Knobloch besucht Hochschule der Bundeswehr
30. Mai 2022Auch für Charlotte Knobloch ist es ein ungewöhnlicher Besuch. "Das ist mal etwas, an der Bundeswehr-Universität zu sprechen. Das habe ich mir auch noch nicht vorgestellt." Die gebürtige Münchnerin, die in vier Monaten 90 Jahre alt wird, gibt rund 50 Studierenden einen kurzen Einblick - aus der Geschichte bis in die Gegenwart der jüdischen Gemeinschaft: "Der Weg in die Moderne ist immer auch ein Weg in die Mitte der Gesellschaft", sagt sie.
Ihr Vater habe als emanzipierter jüdischer Bürger im Ersten Weltkrieg gekämpft und kehrte verwundet und dekoriert zurück. "Er blieb zeitlebens stolz darauf, für sein Vaterland gekämpft zu haben", erzählt Knobloch. Sie erinnert an die 12.000 deutsch-jüdischen Gefallenen des Ersten Weltkriegs, die zu oft vergessen würden.
Optimistisch für das Judentum in Deutschland
Nach dem Zweiten Weltkrieg und dem Massenmord an den Juden, den das junge Mädchen versteckt in einem Bauernhof auf dem Land überstand, sei es sehr schwer gewesen, in Deutschland zu bleiben, ein "Leben im Land der Mörder".
Aber Knobloch, nach wie vor Präsidentin der Israelitischen Kultusgemeinde München und Oberbayern sowie frühere Präsidentin des Zentralrats der Juden in Deutschland, blickt hoffnungsvoll in die Gegenwart: "Trotz aller Herausforderungen standen die Chancen für die Entwicklung der jüdischen Gemeinschaft in Deutschland noch nie so gut wie heute."
Militärrabbiner für Juden bei der Bundeswehr
Das mag auch an Menschen wie Zsolt Balla liegen, dem ersten Militärrabbiner der Bundeswehr, der nach ihr zu den meist uniformierten Zuhörenden spricht. "Ihr Optimismus ist eine Kraft für die ganze jüdische Gemeinde", sagt der gebürtige Ungar, der als Kind mit neun Jahren erfuhr, dass er und seine Familie Juden sind.
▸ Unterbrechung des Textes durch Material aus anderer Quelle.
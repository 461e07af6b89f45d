//! Cumulative Trapezoidal Integration
//!
//! Shared numeric helper used for depth-wise section areas, the longitudinal
//! coefficient reduction, and the shear/bending integration passes.
//!
//! ## Contract
//!
//! For abscissas `x` and values `y` of equal length, element 0 of the result
//! is zero and element `i` adds the trapezoid over `[x[i-1], x[i]]` to
//! element `i-1`. The abscissas are not required to be monotonic; each
//! segment simply contributes `0.5 * (y[i] + y[i-1]) * (x[i] - x[i-1])`.
//!
//! ## Example
//!
//! ```rust
//! use strip_core::integrate::cumtrapz;
//!
//! let x = [0.0, 1.0, 2.0];
//! let y = [3.0, 3.0, 3.0];
//! let profile = cumtrapz(&x, &y).unwrap();
//! assert_eq!(profile, vec![0.0, 3.0, 6.0]);
//! ```

use crate::errors::{StripError, StripResult};

/// Cumulative trapezoidal integral of `y` over `x`.
///
/// # Arguments
///
/// * `x` - Abscissas (e.g., station coordinates or time samples)
/// * `y` - Integrand values at each abscissa
///
/// # Returns
///
/// * `Ok(Vec<f64>)` - Running integral, same length as the inputs, starting at 0
/// * `Err(StripError::InvalidInput)` - Input lengths differ
pub fn cumtrapz(x: &[f64], y: &[f64]) -> StripResult<Vec<f64>> {
    if x.len() != y.len() {
        return Err(StripError::invalid_input(
            "y",
            format!("{} values", y.len()),
            format!("length must match the {} abscissas", x.len()),
        ));
    }

    let mut profile = vec![0.0; y.len()];
    for i in 1..x.len() {
        let dx = x[i] - x[i - 1];
        profile[i] = profile[i - 1] + 0.5 * (y[i] + y[i - 1]) * dx;
    }
    Ok(profile)
}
Vor knapp 20 Jahren kam Balla als ausgebildeter Ingenieurwissenschaftler nach Deutschland und entschied sich erst hier für eine rabbinische Ausbildung.
Balla wurde 2009 in München ordiniert - als erster in Deutschland ausgebildeter orthodoxen Rabbiner seit 1938. Danach leitet er die Gemeinde in Leipzig mit heute 1200 Mitgliedern, im Juni 2021 steigt er gleichzeitig, orthodox geprägt, zum ersten Militärrabbiner der Bundesrepublik auf. Der Sohn eines früheren Artillerie-Kommandeurs der ungarischen Volksarmee leistet derzeit Aufbauarbeit für weitere Rabbiner, sowohl orthodoxe als auch liberale.
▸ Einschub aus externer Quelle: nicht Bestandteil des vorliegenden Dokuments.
//! Key Wrapper Module
//!
//! Type-erased cache keys so values of many hashable types can share one map.

use std::any::{Any, TypeId};
use std::borrow::Borrow;
use std::fmt;
use std::hash::{Hash, Hasher};
use std::sync::Arc;

// == Dyn Key ==
/// Object-safe view of a hashable, comparable key.
///
/// Implemented for every `Hash + Eq + Send + Sync + 'static` type, so any
/// such value can be used as a cache key without further ceremony.
pub trait DynKey: Send + Sync + 'static {
    /// Returns the key as `Any` so it can be downcast to its concrete type.
    fn as_any(&self) -> &dyn Any;

    /// Compares against another erased key.
    ///
    /// Keys of different concrete types are never equal.
    fn dyn_eq(&self, other: &dyn DynKey) -> bool;

    /// Feeds the concrete type and the key's own hash into `state`.
    fn dyn_hash(&self, state: &mut dyn Hasher);

    /// Name of the concrete key type.
    fn type_name(&self) -> &'static str;
}

impl<K> DynKey for K
where
    K: Hash + Eq + Send + Sync + 'static,
{
    fn as_any(&self) -> &dyn Any {
        self
    }

    fn dyn_eq(&self, other: &dyn DynKey) -> bool {
        other
            .as_any()
            .downcast_ref::<K>()
            .map_or(false, |other| self == other)
    }

    fn dyn_hash(&self, mut state: &mut dyn Hasher) {
        TypeId::of::<K>().hash(&mut state);
        self.hash(&mut state);
    }

    fn type_name(&self) -> &'static str {
        std::any::type_name::<K>()
    }
}

impl Hash for dyn DynKey {
    fn hash<H: Hasher>(&self, state: &mut H) {
        self.dyn_hash(state);
    }
}

impl PartialEq for dyn DynKey {
    fn eq(&self, other: &Self) -> bool {
        self.dyn_eq(other)
    }
}

impl Eq for dyn DynKey {}

impl fmt::Debug for dyn DynKey {
    fn fmt(&self, f: &mut fmt::Formatter<'_>) -> fmt::Result {
        write!(f, "<{}>", self.type_name())
    }
}

/// Views a concrete key as an erased one, for borrowed map lookups.
pub(crate) fn erase<K: DynKey>(key: &K) -> &(dyn DynKey + 'static) {
    key
}

// == Any Key ==
/// A cache key wrapping exactly one value of any hashable type.
///
/// Two `AnyKey`s are equal only when they wrap the same concrete type and
/// the wrapped values compare equal, so `1_i32` and `1_i64` are distinct keys.
/// Cloning is cheap; the wrapped value is shared.
#[derive(Clone)]
pub struct AnyKey {
    inner: Arc<dyn DynKey>,
}

impl AnyKey {
    // == Constructor ==
    /// Wraps `key`. Always succeeds.
    pub fn new<K>(key: K) -> Self
    where
        K: Hash + Eq + Send + Sync + 'static,
    {
        Self {
            inner: Arc::new(key),
        }
    }

    // == Recover ==
    /// Returns the wrapped value if it is a `K`, `None` otherwise.
    pub fn downcast_ref<K: Any>(&self) -> Option<&K> {
        self.as_dyn().as_any().downcast_ref::<K>()
    }

    /// Returns true if the wrapped value is a `K`.
    pub fn is<K: Any>(&self) -> bool {
        self.as_dyn().as_any().is::<K>()
    }

    /// Name of the wrapped key's concrete type.
    pub fn type_name(&self) -> &'static str {
        self.as_dyn().type_name()
    }

    /// The wrapped key as a trait object.
    ///
    /// Always go through here rather than calling `DynKey` methods on the
    /// `Arc`, which is itself hashable and would answer for the wrong type.
    pub fn as_dyn(&self) -> &(dyn DynKey + 'static) {
        &*self.inner
    }
}

impl Hash for AnyKey {
    fn hash<H: Hasher>(&self, state: &mut H) {
        self.as_dyn().hash(state);
    }
}

impl PartialEq for AnyKey {
    fn eq(&self, other: &Self) -> bool {
        self.as_dyn().dyn_eq(other.as_dyn())
    }
}

impl Eq for AnyKey {}

impl Borrow<dyn DynKey> for AnyKey {
    fn borrow(&self) -> &(dyn DynKey + 'static) {
        self.as_dyn()
    }
}

impl fmt::Debug for AnyKey {
    fn fmt(&self, f: &mut fmt::Formatter<'_>) -> fmt::Result {
        f.debug_tuple("AnyKey").field(&self.type_name()).finish()
    }
}

// == Float Key ==
/// A hashable `f64`, for caching under floating-point keys.
///
/// Compares by bit pattern after folding `-0.0` into `0.0` and every NaN
/// into a single NaN, so it is a lawful `Eq` and `Hash`.
#[derive(Debug, Clone, Copy)]
pub struct FloatKey(f64);

impl FloatKey {
    pub fn new(value: f64) -> Self {
        Self(value)
    }

    pub fn value(self) -> f64 {
        self.0
    }

    fn canonical_bits(self) -> u64 {
        if self.0.is_nan() {
            f64::NAN.to_bits()
        } else if self.0 == 0.0 {
            0
        } else {
            self.0.to_bits()
        }
    }
}

impl From<f64> for FloatKey {
    fn from(value: f64) -> Self {
        Self::new(value)
    }
}

impl PartialEq for FloatKey {
    fn eq(&self, other: &Self) -> bool {
        self.canonical_bits() == other.canonical_bits()
    }
}

impl Eq for FloatKey {}

impl Hash for FloatKey {
    fn hash<H: Hasher>(&self, state: &mut H) {
        self.canonical_bits().hash(state);
    }
}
Balla betont, nicht für Antisemitismusbekämpfung oder politische Bildung in der Truppe zuständig zu sein, sondern für die Seelsorge für die laut Verteidigungsministerium 300 Juden und Jüdinnen in der Truppe. Doch sollten deutsche Juden nicht besser zur israelischen Armee statt zur Bundeswehr gehen?
Was tun gegen Antisemitismus bei der Bundeswehr?
Knobloch berichtet, drei ihrer Enkel seien in Israel bei der Armee gewesen. Balla ist zurückhaltender: "Wir sind als jüdische Gemeinde und als Militärrabbiner keine Außenstelle Israels." Seinem ältesten Sohn würde er gerne in einigen Jahren zur Bundeswehr raten. "Und dass er dann auch als orthodoxer Jude dort eine gute Zeit hat."
Doch auch bei der Bundeswehr häuften sich zuletzt die Fälle von Antisemitismus. "Es gibt in allen Bereichen schwarze Schafe", sagt Charlotte Knobloch, man sollte das allerdings nicht verallgemeinern. Juden in der Bundeswehr könnten durch Überzeugungsarbeit selbst ihren Beitrag gegen Antisemitismus bei der Bundeswehr leisten. "Wenn das nicht gelingt, sollte man diejenigen aus der Bundeswehr entfernen."